Being a mom is very, very hard, no question, no judgement. You have to battle a miniature heavy weight champion who only eats string cheese and milk from a straw, who then spits out half that milk into your hair and then proceeds to dance to no music crying because the dog won't play with him.
Ok, now add to that experience a low blood sugar where you can't see straight, you feel dizzy and nauseous, and you truly feel like you might be dying. Add that every time you go to drink the juice box, the little heavy weight champion pulls it from your hand and spills it all over the floor. YES, my sugar that will keep me from passing out is now all over the floor, being licked up by the dog that won't play with the boy. Why won't they just play when I need them to and not at 10 pm, when we all should be asleep?!
Let's try again. I find the Sunkist fruit gem candy that my neighbor kindly bought me from BJs that is the only thing I don't hate to eat when my sugar is low, and I can quickly pop them in my mouth without the boy seeing, and proceed to have 10 of them because I feel like I'm dying. I find some crackers and give them to the boy to keep him occupied, but he proceeds to feed them to the dog that is allergic to crackers.
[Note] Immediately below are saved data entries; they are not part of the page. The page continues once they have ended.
//! Anki collection (SQLite) review source.

use crate::model::error::LoadError;
use crate::model::RawReview;
use rusqlite::{Connection, OpenFlags};
use std::path::{Path, PathBuf};
use tracing::debug;

/// Reviews joined with their card and note, oldest first.
///
/// `revlog.id` is the review timestamp in milliseconds, so ordering by it
/// is chronological.
const REVIEW_QUERY: &str = "SELECT notes.flds, cards.ivl, revlog.ease, cards.reps, cards.nid, revlog.id
     FROM revlog
     JOIN cards ON revlog.cid = cards.id
     JOIN notes ON cards.nid = notes.id
     ORDER BY revlog.id";

/// Read-only handle on a `collection.anki2` file.
#[derive(Debug, Clone)]
pub struct CollectionSource {
    path: PathBuf,
}

impl CollectionSource {
    /// Create a source for the given collection path.
    ///
    /// # Errors
    ///
    /// Returns `LoadError::NotFound` if the file does not exist.
    pub fn new(path: impl AsRef<Path>) -> Result<Self, LoadError> {
        let path = path.as_ref();
        if !path.exists() {
            return Err(LoadError::NotFound {
                path: path.to_path_buf(),
            });
        }
        Ok(Self {
            path: path.to_path_buf(),
        })
    }

    /// Path of the collection.
    pub fn path(&self) -> &Path {
        &self.path
    }

    /// Run the review query and return every row in revlog order.
    ///
    /// The database is opened read-only so a collection that Anki also has
    /// open is never modified.
    ///
    /// # Errors
    ///
    /// Returns `LoadError::Sqlite` if the file cannot be opened as SQLite or
    /// the query fails.
    pub fn load(&self) -> Result<Vec<RawReview>, LoadError> {
        let conn = Connection::open_with_flags(&self.path, OpenFlags::SQLITE_OPEN_READ_ONLY)?;
        let rows = query_reviews(&conn)?;
        debug!(path = %self.path.display(), rows = rows.len(), "Collection rows read");
        Ok(rows)
    }
}

/// Run the review query on an open connection.
pub(crate) fn query_reviews(conn: &Connection) -> Result<Vec<RawReview>, LoadError> {
    let mut stmt = conn.prepare(REVIEW_QUERY)?;
    let rows = stmt.query_map([], |row| {
        Ok(RawReview {
            fields: row.get(0)?,
            interval: row.get(1)?,
            ease: row.get(2)?,
            reps: row.get(3)?,
            note_id: row.get(4)?,
            review_id: row.get(5)?,
        })
    })?;

    let mut reviews = Vec::new();
    for row in rows {
        reviews.push(row?);
    }
    Ok(reviews)
}


#[cfg(test)]
mod tests {
    use super::fixtures::write_collection;
    use super::*;

    #[test]
    fn new_returns_not_found_for_missing_file() {
        let missing = std::env::temp_dir().join("ankiviz_missing_collection_12345.anki2");
        let result = CollectionSource::new(&missing);
        assert!(matches!(result, Err(LoadError::NotFound { path }) if path == missing));
    }

    #[test]
    fn load_returns_rows_in_revlog_order() {
        let path = std::env::temp_dir().join("ankiviz_test_collection_order.anki2");
        // Inserted out of order; the query must sort by revlog id.
        write_collection(&path, &[("b", 300), ("a", 100), ("b", 200)]);

        let rows = CollectionSource::new(&path).unwrap().load().unwrap();
        let _ = std::fs::remove_file(&path);

        let seen: Vec<(&str, i64)> = rows
            .iter()
            .map(|r| (r.fields.as_str(), r.review_id))
            .collect();
        assert_eq!(seen, vec![("a", 100), ("b", 200), ("b", 300)]);
        assert!(rows.iter().all(|r| r.interval == 3 && r.ease == 3 && r.reps == 1));
    }

    #[test]
    fn load_reports_sqlite_error_for_non_database() {
        let path = std::env::temp_dir().join("ankiviz_test_not_a_db.anki2");
        std::fs::write(&path, "definitely not sqlite, just some text padding it out").unwrap();

        let result = CollectionSource::new(&path).unwrap().load();
        let _ = std::fs::remove_file(&path);

        assert!(matches!(result, Err(LoadError::Sqlite(_))), "got {result:?}");
    }

    #[test]
    fn query_reviews_on_empty_schema_returns_no_rows() {
        let conn = Connection::open_in_memory().unwrap();
        conn.execute_batch(super::fixtures::SCHEMA).unwrap();
        assert!(query_reviews(&conn).unwrap().is_empty());
    }
}
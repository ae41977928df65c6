//! Error types for the ankiviz application.
//!
//! This module defines the error taxonomy using `thiserror`. Errors compose via
//! `?` and `From` conversions up to [`AppError`].
//!
//! # Error Hierarchy
//!
//! - [`AppError`] - Top-level application error wrapping all domain-specific failures
//!   - [`LoadError`] - Review store failures (missing file, SQLite, malformed export, no rows)
//!   - [`ConfigError`](crate::config::ConfigError) - Config file and value failures
//!   - [`LoggingError`](crate::logging::LoggingError) - Log file setup failures
//!   - [`TuiError`](crate::view::TuiError) - Terminal/TUI rendering failures
//!
//! # Error Recovery Strategy
//!
//! Every error here is a setup error and therefore **fatal**: it is reported to
//! the user and the process exits without retrying. Once the review log is
//! loaded the replay is an in-memory computation over validated data and has no
//! runtime error path.

use std::path::PathBuf;
use thiserror::Error;

/// Top-level application error encompassing all failure modes.
///
/// All domain error types convert into `AppError` via `From`, so `main` can
/// use `?` throughout.
#[derive(Debug, Error)]
pub enum AppError {
    /// Failed to load the review log.
    ///
    /// **Recovery**: none. The message names the path and cause.
    #[error("Failed to load review log: {0}")]
    Load(#[from] LoadError),

    /// Configuration file or value is invalid.
    #[error("Configuration error: {0}")]
    Config(#[from] crate::config::ConfigError),

    /// Log file could not be set up.
    #[error("Logging setup failed: {0}")]
    Logging(#[from] crate::logging::LoggingError),

    /// Terminal or TUI rendering error.
    ///
    /// Failures in the crossterm/ratatui layer, such as a broken pipe while
    /// drawing. Without a working terminal the replay cannot be shown.
    #[error("Terminal error: {0}")]
    Terminal(#[from] crate::view::TuiError),
}

/// Errors encountered when reading review rows from the event store.
///
/// # Recovery Patterns
///
/// - **NotFound**: display the path, exit non-zero
/// - **Sqlite**: the file is not an Anki collection, or the query failed
/// - **InvalidRow**: an export line is not a review object
/// - **Empty**: nothing to replay after filtering
#[derive(Debug, Error)]
pub enum LoadError {
    /// The collection or export file does not exist.
    ///
    /// # Examples
    ///
    /// ```
    /// use std::path::PathBuf;
    /// use ankiviz::model::error::LoadError;
    ///
    /// let err = LoadError::NotFound {
    ///     path: PathBuf::from("/tmp/collection.anki2"),
    /// };
    /// assert!(err.to_string().contains("/tmp/collection.anki2"));
    /// ```
    #[error("Review log not found: {path}")]
    NotFound {
        /// Path that was attempted.
        path: PathBuf,
    },

    /// SQLite failed to open the collection or run the review query.
    ///
    /// Typical causes: the file is not a SQLite database, it is locked by a
    /// running Anki instance, or its schema lacks `revlog`/`cards`/`notes`.
    #[error("Collection query failed: {0}")]
    Sqlite(#[from] rusqlite::Error),

    /// Generic I/O error reading an export file.
    #[error("IO error: {0}")]
    Io(#[from] std::io::Error),

    /// A line of a JSONL export could not be parsed as a review row.
    ///
    /// # Examples
    ///
    /// ```
    /// use ankiviz::model::error::LoadError;
    ///
    /// let err = LoadError::InvalidRow {
    ///     line: 3,
    ///     message: "missing field `ivl`".to_string(),
    /// };
    /// assert!(err.to_string().contains("line 3"));
    /// ```
    #[error("Invalid review row at line {line}: {message}")]
    InvalidRow {
        /// 1-based line number in the export file.
        line: usize,
        /// Parser message.
        message: String,
    },

    /// No rows left to replay after applying the field-count filter.
    ///
    /// Either the collection has no reviews at all, or none of its notes
    /// have enough fields to belong to the vocabulary deck.
    #[error("No reviews to replay in {path} (notes need at least {min_field_count} fields)")]
    Empty {
        /// Source that was read.
        path: PathBuf,
        /// Threshold that was applied.
        min_field_count: usize,
    },
}

#[cfg(test)]
mod tests {
    use super::*;
    use std::io;

    #[test]
    fn not_found_display() {
        let err = LoadError::NotFound {
            path: PathBuf::from("/tmp/missing.anki2"),
        };
        let msg = err.to_string();
        assert!(msg.contains("not found"));
        assert!(msg.contains("/tmp/missing.anki2"));
    }

    #[test]
    fn invalid_row_display() {
        let err = LoadError::InvalidRow {
            line: 42,
            message: "expected value".to_string(),
        };
        let msg = err.to_string();
        assert!(msg.contains("line 42"));
        assert!(msg.contains("expected value"));
    }

    #[test]
    fn empty_display_mentions_threshold() {
        let err = LoadError::Empty {
            path: PathBuf::from("c.anki2"),
            min_field_count: 25,
        };
        let msg = err.to_string();
        assert!(msg.contains("No reviews"));
        assert!(msg.contains("25"));
    }

    #[test]
    fn load_error_io_conversion() {
        let io_err = io::Error::new(io::ErrorKind::PermissionDenied, "access denied");
        let load_err: LoadError = io_err.into();
        assert!(load_err.to_string().contains("access denied"));
    }

    #[test]
    fn app_error_from_load_error() {
        let app_err: AppError = LoadError::NotFound {
            path: PathBuf::from("x"),
        }
        .into();
        let msg = app_err.to_string();
        assert!(msg.contains("Failed to load review log"));
        assert!(msg.contains("not found"));
    }

    #[test]
    fn app_error_from_io_error() {
        let io_err = io::Error::new(io::ErrorKind::BrokenPipe, "pipe broken");
        let app_err: AppError = crate::view::TuiError::from(io_err).into();
        let msg = app_err.to_string();
        assert!(msg.contains("Terminal error"));
        assert!(msg.contains("pipe broken"));
    }
}
//! Domain model types (pure).
//!
//! All types in this module are plain data with smart constructors where a
//! value range matters.

pub mod error;
pub mod fields;
pub mod review;
pub mod trend;

// Re-export for convenience
pub use error::{AppError, LoadError};
pub use fields::FieldList;
pub use review::{RawReview, ReviewEvent, ReviewKey};
pub use trend::{IntensityLevel, InvalidPaletteSize, PaletteSize, StepDirection, Trend};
I attempt to stop the boy, but he proceeds to scream and won't let go of my leg.
Ok, now he poops, like a heavy weight champion poop. So I'm nauseous and it smells, and he's crying and the dog is trying to eat the dirty diaper.
I just need 20 minutes to feel human again.
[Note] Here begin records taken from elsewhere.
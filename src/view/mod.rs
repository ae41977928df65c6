//! TUI rendering and terminal management (impure shell)

pub mod constants;
mod layout;
pub mod list;
pub mod status;
pub mod styles;

pub use layout::render_replay;
pub use styles::ColorConfig;

use crate::replay::{ClockHandle, ClockSignal, PlaybackRate, ReplayClock};
use crate::view_state::{RenderOrder, ViewStateEngine};
use constants::{IDLE_POLL, TICK_WAIT};
use crossterm::{
    event::{self, Event, KeyEvent, KeyEventKind},
    terminal::{disable_raw_mode, enable_raw_mode, EnterAlternateScreen, LeaveAlternateScreen},
    ExecutableCommand,
};
use ratatui::{backend::CrosstermBackend, Terminal};
use std::io::{self, Stdout};
use std::time::Duration;
use thiserror::Error;
use tracing::{debug, info, warn};

/// Errors that can occur during TUI operations
#[derive(Debug, Error)]
pub enum TuiError {
    /// IO error during terminal operations
    #[error("Terminal IO error: {0}")]
    Io(#[from] io::Error),
}

/// Presentation settings fixed for the whole replay.
#[derive(Debug, Clone, Copy, PartialEq, Eq)]
pub struct ReplaySettings {
    /// Ticks per second.
    pub rate: PlaybackRate,
    /// Item order on screen.
    pub order: RenderOrder,
    /// Whether the palette is shown in color.
    pub colors: ColorConfig,
}

/// Whether the clock is still producing ticks.
#[derive(Debug, Clone, Copy, PartialEq, Eq)]
pub enum ReplayPhase {
    /// Ticks are flowing.
    Playing,
    /// The clock has finished; the final state stays on screen.
    Complete,
}

/// True for key events that end the replay.
///
/// Any key quits. Only presses count, so terminals that report releases do
/// not quit twice or on the release of the key that started the program.
pub fn is_quit_event(key: &KeyEvent) -> bool {
    key.kind == KeyEventKind::Press
}

/// Main TUI application
///
/// Generic over backend to support testing with TestBackend
pub struct TuiApp<B>
where
    B: ratatui::backend::Backend,
{
    terminal: Terminal<B>,
    engine: ViewStateEngine,
    settings: ReplaySettings,
    phase: ReplayPhase,
}

impl TuiApp<CrosstermBackend<Stdout>> {
    /// Create and initialize a new TUI application
    ///
    /// Sets up terminal in raw mode with alternate screen
    pub fn new(engine: ViewStateEngine, settings: ReplaySettings) -> Result<Self, TuiError> {
        enable_raw_mode()?;
        let mut stdout = io::stdout();
        stdout.execute(EnterAlternateScreen)?;
        let backend = CrosstermBackend::new(stdout);
        let terminal = Terminal::new(backend)?;
        Ok(Self::with_terminal(terminal, engine, settings))
    }
}

impl<B> TuiApp<B>
where
    B: ratatui::backend::Backend,
{
    /// Application drawing to an already prepared terminal.
    pub fn with_terminal(
        terminal: Terminal<B>,
        engine: ViewStateEngine,
        settings: ReplaySettings,
    ) -> Self {
        Self {
            terminal,
            engine,
            settings,
            phase: ReplayPhase::Playing,
        }
    }

    /// Run the main event loop
    ///
    /// Returns when the user presses any key. While playing, input is
    /// checked between ticks without blocking; each consumed tick advances
    /// the engine and redraws. Once complete, the loop only waits for input
    /// and resizes. Returning drops `clock`, which stops its thread.
    pub fn run(&mut self, clock: ClockHandle) -> Result<(), TuiError> {
        // Initial render so the title shows before the first tick
        self.draw()?;

        loop {
            let input_wait = match self.phase {
                ReplayPhase::Playing => Duration::ZERO,
                ReplayPhase::Complete => IDLE_POLL,
            };

            if event::poll(input_wait)? {
                match event::read()? {
                    Event::Key(key) if is_quit_event(&key) => {
                        info!(
                            ticks = self.engine.cursor(),
                            total = self.engine.total(),
                            "Quit requested"
                        );
                        return Ok(());
                    }
                    Event::Resize(width, height) => {
                        debug!(width, height, "Terminal resized");
                        self.draw()?;
                    }
                    _ => {}
                }
                continue;
            }

            if self.phase == ReplayPhase::Playing {
                if let Some(signal) = clock.recv_timeout(TICK_WAIT) {
                    self.handle_signal(signal);
                    self.draw()?;
                }
            }
        }
    }

    /// Apply one clock signal to the replay state.
    pub fn handle_signal(&mut self, signal: ClockSignal) {
        match signal {
            ClockSignal::Tick => {
                if self.engine.advance().is_none() {
                    warn!(
                        total = self.engine.total(),
                        "Tick received after the last event"
                    );
                }
            }
            ClockSignal::Complete => {
                if self.phase == ReplayPhase::Playing {
                    info!(
                        ticks = self.engine.cursor(),
                        items = self.engine.len(),
                        "Replay complete"
                    );
                }
                self.phase = ReplayPhase::Complete;
            }
        }
    }

    /// Draw the current state.
    pub fn draw(&mut self) -> Result<(), TuiError> {
        let engine = &self.engine;
        let settings = &self.settings;
        let phase = self.phase;
        self.terminal
            .draw(|frame| render_replay(frame, engine, settings, phase))?;
        Ok(())
    }

    /// Replay state.
    pub fn engine(&self) -> &ViewStateEngine {
        &self.engine
    }

    /// Current phase.
    pub fn phase(&self) -> ReplayPhase {
        self.phase
    }

    /// The underlying terminal.
    pub fn terminal(&self) -> &Terminal<B> {
        &self.terminal
    }
}

/// Initialize and run the replay.
///
/// Sets up the terminal, starts the clock over every loaded event, runs the
/// event loop and always restores the terminal afterwards.
///
/// Note: Logging must be initialized by caller before calling this function.
pub fn run_replay(engine: ViewStateEngine, settings: ReplaySettings) -> Result<(), TuiError> {
    let total = engine.total();
    let mut app = TuiApp::new(engine, settings)?;

    let result = ReplayClock::new(total, settings.rate)
        .spawn()
        .map_err(TuiError::from)
        .and_then(|clock| app.run(clock));

    // Always restore terminal state
    restore_terminal()?;

    result
}

/// Restore terminal to normal state
///
/// Disables raw mode and leaves alternate screen
fn restore_terminal() -> Result<(), TuiError> {
    disable_raw_mode()?;
    io::stdout().execute(LeaveAlternateScreen)?;
    Ok(())
}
Ok, let's do it. I give him my phone. Silence. Thank you Apple and YouTube and farm animal videos. I can't teach the boy the word "mommy," but he knows where milk comes from. #toddlerpriorities
Now my blood sugar is high, like really high, because I panicked and ate the boy's weight in sugar. I have to pee and feel nauseous, yet I'm solo parenting tonight and I still need to give the smelly boy a bath, walk the dog with boy in tow, and somehow make food for tomorrow's lunch. Eh, never mind, he's just going to eat string cheese, again.
I'm feeling a little better, but then I find the boy pouring out all of my test strips onto the floor attempting to push some of them into my PDM. Wow, pretty smart for a toddler, but that also requires me to then pick them all up, distracting me and allowing him to throw my PDM into the dog's water bowl.
Being a mom is damn hard, but having a low blood sugar while being a mom is like being a mom while handcuffed and pricked over and over with screams and bites and barks and moos. No other way to describe it. I know I'm not unique, and moms all over have struggles and challenges. I give us all credit, all of us, and a particular props to all the diabetic moms out there!